Version-Release number of selected component (if applicable): rubygem-openshift-origin-node-1.10.7-1


How reproducible: sometimes


Steps to Reproduce:
1. Delete an application
2. Check /cgroup/all/openshift/<uuid>/freezer.state. If state is FROZEN, some of the application's procesess and files may remain. 
3. To remove the application, echo THAWED > /cgroup/all/openshift/<uuid>/freezer.state - this will allow the user's processes to finish, then manually remove the gear files. 

Actual results: Gear removed completely


Expected results: Parts of gear remain


Additional info:

Comment 1 Rob Millner 2013-07-16 00:54:28 UTC
We appear to have been vulnerable to this issue for 8 or 9 months (perhaps longer) but something changed with how the specific parter is using the service to make it more prominent - the pattern is as follows for the partner gear experiencing this issue:

ssh into the gear

ssh into the gear

ssh into the gear

destroy is called on the gear

ssh into the gear

sshd forks, transitions into the cgroup as root and then forks again to setuid.

destroy kills all processes owned by the user (but not the root owned sshd)

destroy freezes pam and cgroups

destroy kills again (but not the root owned sshd)

userdel fails because directory polydir prevents deletion

destroy raises an exception instead of thawing and cleaning up cgroups


Its a narrow window, but they may be doing this thousands of times and occasionally get lucky.


Doing some testing to see what we can do to prevent this issue.  One of the simple things to try is SIGKILL every process in the gear cgroup tasks file as well as processes owned by the gear uid (both, in case any leaked out of the gear cgroup somehow).  We may need to make bigger changes to the gear destroy logic.

Comment 2 Rob Millner 2013-07-16 18:45:49 UTC
Pull request:
https://github.com/openshift/origin-server/pull/3100

Comment 3 openshift-github-bot 2013-07-17 00:06:51 UTC
Commit pushed to master at https://github.com/openshift/origin-server

https://github.com/openshift/origin-server/commit/a9b4663ee55eabd3daff163f9d7dbb02cfbe935b
Bug 984609 - fix a narrow condition where sshd leaves a root owned process in the frozen gear cgroup causing gear delete to fail and stale processes/

Comment 4 Rob Millner 2013-07-20 00:15:26 UTC
I'm not sure if its feasible to Q/E test this case as its a pretty time window for the coincidence between ssh and gear destroy.
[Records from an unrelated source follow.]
//! # Cloud Attenuation
//!
//! Scales clear-sky irradiance down for fractional cloud cover. Each model
//! yields a global transmission factor `k` in (0, 1]; the attenuated global is
//! `k · ghi`. The beam is cut harder than the global, by `k² · (1 − f)`, and
//! the diffuse part takes whatever the attenuated global has left. A full
//! overcast therefore passes diffuse light only.

use serde::{Deserialize, Serialize};
use strum::{Display, EnumIter, EnumString};

use crate::domain::IrradianceComponents;
use crate::error::{Result, SimError};

/// Cloud cover with an explicit unit
#[derive(Debug, Clone, Copy, PartialEq, Serialize, Deserialize)]
#[serde(tag = "unit", content = "value", rename_all = "snake_case")]
pub enum CloudCover {
    /// 0.0 ..= 1.0
    Fraction(f64),
    /// 0.0 ..= 100.0
    Percent(f64),
}

impl CloudCover {
    pub const CLEAR: CloudCover = CloudCover::Fraction(0.0);

    /// Reads a bare number: values up to 1.0 are a fraction, anything larger a
    /// percentage. 1.0 itself is read as full overcast.
    pub fn infer(value: f64) -> Self {
        if value > 1.0 {
            CloudCover::Percent(value)
        } else {
            CloudCover::Fraction(value)
        }
    }

    /// Cloud fraction in [0, 1]
    pub fn fraction(&self) -> Result<f64> {
        let (value, max, scale) = match *self {
            CloudCover::Fraction(v) => (v, 1.0, 1.0),
            CloudCover::Percent(v) => (v, 100.0, 100.0),
        };
        if !value.is_finite() || value < 0.0 || value > max {
            return Err(SimError::invalid(
                "cloud_cover",
                format!("{value} outside [0, {max}] for {self:?}"),
            ));
        }
        Ok(value / scale)
    }
}

/// Model mapping cloud fraction to a global transmission factor
#[derive(
    Debug, Clone, Copy, Default, PartialEq, Eq, Display, EnumString, EnumIter, Serialize, Deserialize,
)]
#[strum(serialize_all = "snake_case")]
#[serde(rename_all = "snake_case")]
pub enum CloudModel {
    /// Elevation-aware overcast transmittance after Campbell & Norman
    #[default]
    CampbellNorman,
    /// Uniform reduction, at most 75 % at full overcast
    Linear,
    /// Kasten & Czeplak (1980) power-law fit in cloud fraction
    KastenCzeplak,
}

impl CloudModel {
    /// Global transmission factor for a validated fraction in [0, 1].
    pub fn transmission(&self, fraction: f64, elevation_deg: f64) -> f64 {
        match self {
            CloudModel::CampbellNorman => {
                // Clamped so a low sun never raises the overcast transmittance.
                let sin_elev = elevation_deg.to_radians().sin().clamp(0.01, 1.0);
                let overcast = 0.35 + 0.1 * sin_elev;
                1.0 - fraction * (1.0 - overcast)
            }
            CloudModel::Linear => 1.0 - 0.75 * fraction,
            CloudModel::KastenCzeplak => 1.0 - 0.75 * fraction.powf(3.4),
        }
    }
}

/// Attenuate clear-sky irradiance for cloud cover.
pub fn attenuate(
    irradiance: IrradianceComponents,
    cloud: CloudCover,
    elevation_deg: f64,
    model: CloudModel,
) -> Result<IrradianceComponents> {
    let fraction = cloud.fraction()?;
    if elevation_deg <= 0.0 {
        return Ok(IrradianceComponents::ZERO);
    }
    if fraction == 0.0 {
        return Ok(irradiance);
    }

    let k = model.transmission(fraction, elevation_deg);
    let ghi = irradiance.ghi * k;

    let cos_z = elevation_deg.to_radians().sin();
    let beam_factor = k * k * (1.0 - fraction);
    let beam_horizontal = (irradiance.dni * cos_z * beam_factor).min(ghi).max(0.0);
    let dni = if cos_z > 0.0 { beam_horizontal / cos_z } else { 0.0 };
    let dhi = ghi - beam_horizontal;

    Ok(IrradianceComponents { ghi, dni, dhi })
}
One option would be to verify that gear destroy operates as expected (nothing broke with the patch) and then see if Operations is still having this issue on the partner nodes a week after 2.0.30 makes it to production.

Comment 5 Meng Bo 2013-08-01 10:51:00 UTC
To verify this bug, use the oo-cgroup-template tool.

1. Create app
2. Set the app to FROZEN
# oo-cgroup-template -t frozen -c 8a8bc378fa9711e2a82412313b0a6df4
# cat /cgroup/all/openshift/8a8bc378fa9711e2a82412313b0a6df4/freezer.state 
FROZEN
3. Delete the app from client
4. Check there is no cgroup files left on node
# ls /cgroup/all/openshift/8a8bc378fa9711e2a82412313b0a6df4/
ls: cannot access /cgroup/all/openshift/8a8bc378fa9711e2a82412313b0a6df4/: No such file or directory


And for regression testing, seems nothing broke with this patch.

Move the bug to verified.